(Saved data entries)
==*==

//! Token-list configuration.
//!
//! [`TokenListAttributes`] lists the key-paths whose values merge by token
//! collection instead of deep merge. The default covers the `class`
//! attribute and the Stimulus `data-controller` and `data-action`
//! attributes. Configurations can also be loaded from JSON or TOML documents
//! with a `token_list_attributes` array, where each entry is either a
//! dash-delimited string or an array of keys:
//!
//! ```toml
//! token_list_attributes = ["class", "data-controller", ["aria", "describedby"]]
//! ```

use serde::Deserialize;

use crate::MergeResult;
use crate::path::KeyPath;
use crate::result_ext::JsonResultExt;

/// Key-paths that use token-list semantics unless overridden.
pub const DEFAULT_TOKEN_LIST_ATTRIBUTES: [&[&str]; 3] =
    [&["class"], &["data", "controller"], &["data", "action"]];

/// Ordered set of key-paths merged by token collection.
///
/// Duplicate paths collapse to their first occurrence.
///
/// # Examples
///
/// ```rust
/// use merge_attributes::{KeyPath, TokenListAttributes};
///
/// let attrs = TokenListAttributes::from_json_str(
///     r#"{"token_list_attributes": ["class", ["data", "action"], "data-action"]}"#,
/// )?;
/// assert_eq!(attrs.len(), 2);
/// assert!(attrs.contains(&KeyPath::parse("data-action")?));
/// # Ok::<_, merge_attributes::MergeAttributesError>(())
/// ```
#[derive(Clone, Debug, PartialEq, Eq, Deserialize)]
#[serde(from = "Vec<KeyPath>")]
pub struct TokenListAttributes {
    paths: Vec<KeyPath>,
}

/// Document layout accepted by the configuration loaders.
#[derive(Deserialize)]
struct TokenListDocument {
    token_list_attributes: TokenListAttributes,
}

impl TokenListAttributes {
    /// Build a configuration from `paths`, dropping repeated entries.
    ///
    /// A path nested under another configured path overwrites that path's
    /// token list with a mapping when the merge writes it back, so such pairs
    /// are reported with a warning.
    #[must_use]
    pub fn new<I>(paths: I) -> Self
    where
        I: IntoIterator<Item = KeyPath>,
    {
        let mut unique: Vec<KeyPath> = Vec::new();
        for path in paths {
            if !unique.contains(&path) {
                unique.push(path);
            }
        }
        for (outer, inner) in nested_pairs(&unique) {
            tracing::warn!(
                outer = %outer,
                inner = %inner,
                "token-list path is nested under another; the outer token list will be replaced"
            );
        }
        Self { paths: unique }
    }

    /// Configuration with no token-list paths: every key deep-merges.
    #[must_use]
    pub const fn none() -> Self {
        Self { paths: Vec::new() }
    }

    /// Parse a JSON document with a `token_list_attributes` array.
    ///
    /// # Errors
    ///
    /// Returns [`crate::MergeAttributesError::ConfigJson`] when the document is
    /// malformed or any key-path is invalid.
    pub fn from_json_str(document: &str) -> MergeResult<Self> {
        serde_json::from_str::<TokenListDocument>(document)
            .into_config_err()
            .map(|doc| doc.token_list_attributes)
    }

    /// Parse a TOML document with a `token_list_attributes` array.
    ///
    /// # Errors
    ///
    /// Returns [`crate::MergeAttributesError::ConfigToml`] when the document is
    /// malformed or any key-path is invalid.
    ///
    /// # Examples
    ///
    /// ```rust
    /// use merge_attributes::TokenListAttributes;
    ///
    /// let attrs = TokenListAttributes::from_toml_str(
    ///     r#"token_list_attributes = ["class", ["aria", "describedby"]]"#,
    /// )?;
    /// assert_eq!(attrs.len(), 2);
    /// # Ok::<_, merge_attributes::MergeAttributesError>(())
    /// ```
    #[cfg(feature = "toml")]
    pub fn from_toml_str(document: &str) -> MergeResult<Self> {
        toml::from_str::<TokenListDocument>(document)
            .map(|doc| doc.token_list_attributes)
            .map_err(crate::MergeAttributesError::config_toml)
    }

    /// Key-paths in configuration order.
    #[must_use]
    pub const fn paths(&self) -> &[KeyPath] {
        self.paths.as_slice()
    }

    /// Iterate over the configured key-paths.
    pub fn iter(&self) -> std::slice::Iter<'_, KeyPath> {
        self.paths.iter()
    }

    /// Returns `true` when `path` is configured.
    #[must_use]
    pub fn contains(&self, path: &KeyPath) -> bool {
        self.paths.contains(path)
    }

    /// Number of configured key-paths.
    #[must_use]
    pub const fn len(&self) -> usize {
        self.paths.len()
    }

    /// Returns `true` when no key-path is configured.
    #[must_use]
    pub const fn is_empty(&self) -> bool {
        self.paths.is_empty()
    }
}

/// Pairs of configured paths where the second lies below the first.
pub(crate) fn nested_pairs(paths: &[KeyPath]) -> Vec<(&KeyPath, &KeyPath)> {
    paths
        .iter()
        .flat_map(|outer| {
            paths
                .iter()
                .filter(move |inner| outer.is_ancestor_of(inner))
                .map(move |inner| (outer, inner))
        })
        .collect()
}

impl Default for TokenListAttributes {
    fn default() -> Self {
        Self::new(
            DEFAULT_TOKEN_LIST_ATTRIBUTES
                .iter()
                .map(|keys| KeyPath::from_static(keys)),
        )
    }
}

impl From<Vec<KeyPath>> for TokenListAttributes {
    fn from(paths: Vec<KeyPath>) -> Self {
        Self::new(paths)
    }
}

impl FromIterator<KeyPath> for TokenListAttributes {
    fn from_iter<I: IntoIterator<Item = KeyPath>>(iter: I) -> Self {
        Self::new(iter)
    }
}

impl<'a> IntoIterator for &'a TokenListAttributes {
    type Item = &'a KeyPath;
    type IntoIter = std::slice::Iter<'a, KeyPath>;

    fn into_iter(self) -> Self::IntoIter {
        self.paths.iter()
    }
}

#[cfg(test)]
mod tests;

==*==

Task brief:
Write every entry out again. Keep each one exact.

Answer box:
//! Token-list configuration.
//!
//! [`TokenListAttributes`] lists the key-paths whose values merge by token
//! collection instead of deep merge. The default covers the `class`
//! attribute and the Stimulus `data-controller` and `data-action`
//! attributes. Configurations can also be loaded from JSON or TOML documents
//! with a `token_list_attributes` array, where each entry is either a
//! dash-delimited string or an array of keys:
//!
//! ```toml
//! token_list_attributes = ["class", "data-controller", ["aria", "describedby"]]
//! ```

use serde::Deserialize;

use crate::MergeResult;
use crate::path::KeyPath;
use crate::result_ext::JsonResultExt;

/// Key-paths that use token-list semantics unless overridden.
pub const DEFAULT_TOKEN_LIST_ATTRIBUTES: [&[&str]; 3] =
    [&["class"], &["data", "controller"], &["data", "action"]];

/// Ordered set of key-paths merged by token collection.
///
/// Duplicate paths collapse to their first occurrence.
///
/// # Examples
///
/// ```rust
/// use merge_attributes::{KeyPath, TokenListAttributes};
///
/// let attrs = TokenListAttributes::from_json_str(
///     r#"{"token_list_attributes": ["class", ["data", "action"], "data-action"]}"#,
/// )?;
/// assert_eq!(attrs.len(), 2);
/// assert!(attrs.contains(&KeyPath::parse("data-action")?));
/// # Ok::<_, merge_attributes::MergeAttributesError>(())
/// ```
#[derive(Clone, Debug, PartialEq, Eq, Deserialize)]
#[serde(from = "Vec<KeyPath>")]
pub struct TokenListAttributes {
    paths: Vec<KeyPath>,
}

/// Document layout accepted by the configuration loaders.
#[derive(Deserialize)]
struct TokenListDocument {
    token_list_attributes: TokenListAttributes,
}

impl TokenListAttributes {
    /// Build a configuration from `paths`, dropping repeated entries.
    ///
    /// A path nested under another configured path overwrites that path's
    /// token list with a mapping when the merge writes it back, so such pairs
    /// are reported with a warning.
    #[must_use]
    pub fn new<I>(paths: I) -> Self
    where
        I: IntoIterator<Item = KeyPath>,
    {
        let mut unique: Vec<KeyPath> = Vec::new();
        for path in paths {
            if !unique.contains(&path) {
                unique.push(path);
            }
        }
        for (outer, inner) in nested_pairs(&unique) {
            tracing::warn!(
                outer = %outer,
                inner = %inner,
                "token-list path is nested under another; the outer token list will be replaced"
            );
        }
        Self { paths: unique }
    }

    /// Configuration with no token-list paths: every key deep-merges.
    #[must_use]
    pub const fn none() -> Self {
        Self { paths: Vec::new() }
    }

    /// Parse a JSON document with a `token_list_attributes` array.
    ///
    /// # Errors
    ///
    /// Returns [`crate::MergeAttributesError::ConfigJson`] when the document is
    /// malformed or any key-path is invalid.
    pub fn from_json_str(document: &str) -> MergeResult<Self> {
        serde_json::from_str::<TokenListDocument>(document)
            .into_config_err()
            .map(|doc| doc.token_list_attributes)
    }

    /// Parse a TOML document with a `token_list_attributes` array.
    ///
    /// # Errors
    ///
    /// Returns [`crate::MergeAttributesError::ConfigToml`] when the document is
    /// malformed or any key-path is invalid.
    ///
    /// # Examples
    ///
    /// ```rust
    /// use merge_attributes::TokenListAttributes;
    ///
    /// let attrs = TokenListAttributes::from_toml_str(
    ///     r#"token_list_attributes = ["class", ["aria", "describedby"]]"#,
    /// )?;
    /// assert_eq!(attrs.len(), 2);
    /// # Ok::<_, merge_attributes::MergeAttributesError>(())
    /// ```
    #[cfg(feature = "toml")]
    pub fn from_toml_str(document: &str) -> MergeResult<Self> {
        toml::from_str::<TokenListDocument>(document)
            .map(|doc| doc.token_list_attributes)
            .map_err(crate::MergeAttributesError::config_toml)
    }

    /// Key-paths in configuration order.
    #[must_use]
    pub const fn paths(&self) -> &[KeyPath] {
        self.paths.as_slice()
    }

    /// Iterate over the configured key-paths.
    pub fn iter(&self) -> std::slice::Iter<'_, KeyPath> {
        self.paths.iter()
    }

    /// Returns `true` when `path` is configured.
    #[must_use]
    pub fn contains(&self, path: &KeyPath) -> bool {
        self.paths.contains(path)
    }

    /// Number of configured key-paths.
    #[must_use]
    pub const fn len(&self) -> usize {
        self.paths.len()
    }

    /// Returns `true` when no key-path is configured.
    #[must_use]
    pub const fn is_empty(&self) -> bool {
        self.paths.is_empty()
    }
}

/// Pairs of configured paths where the second lies below the first.
pub(crate) fn nested_pairs(paths: &[KeyPath]) -> Vec<(&KeyPath, &KeyPath)> {
    paths
        .iter()
        .flat_map(|outer| {
            paths
                .iter()
                .filter(move |inner| outer.is_ancestor_of(inner))
                .map(move |inner| (outer, inner))
        })
        .collect()
}

impl Default for TokenListAttributes {
    fn default() -> Self {
        Self::new(
            DEFAULT_TOKEN_LIST_ATTRIBUTES
                .iter()
                .map(|keys| KeyPath::from_static(keys)),
        )
    }
}

impl From<Vec<KeyPath>> for TokenListAttributes {
    fn from(paths: Vec<KeyPath>) -> Self {
        Self::new(paths)
    }
}

impl FromIterator<KeyPath> for TokenListAttributes {
    fn from_iter<I: IntoIterator<Item = KeyPath>>(iter: I) -> Self {
        Self::new(iter)
    }
}

impl<'a> IntoIterator for &'a TokenListAttributes {
    type Item = &'a KeyPath;
    type IntoIter = std::slice::Iter<'a, KeyPath>;

    fn into_iter(self) -> Self::IntoIter {
        self.paths.iter()
    }
}

#[cfg(test)]
mod tests;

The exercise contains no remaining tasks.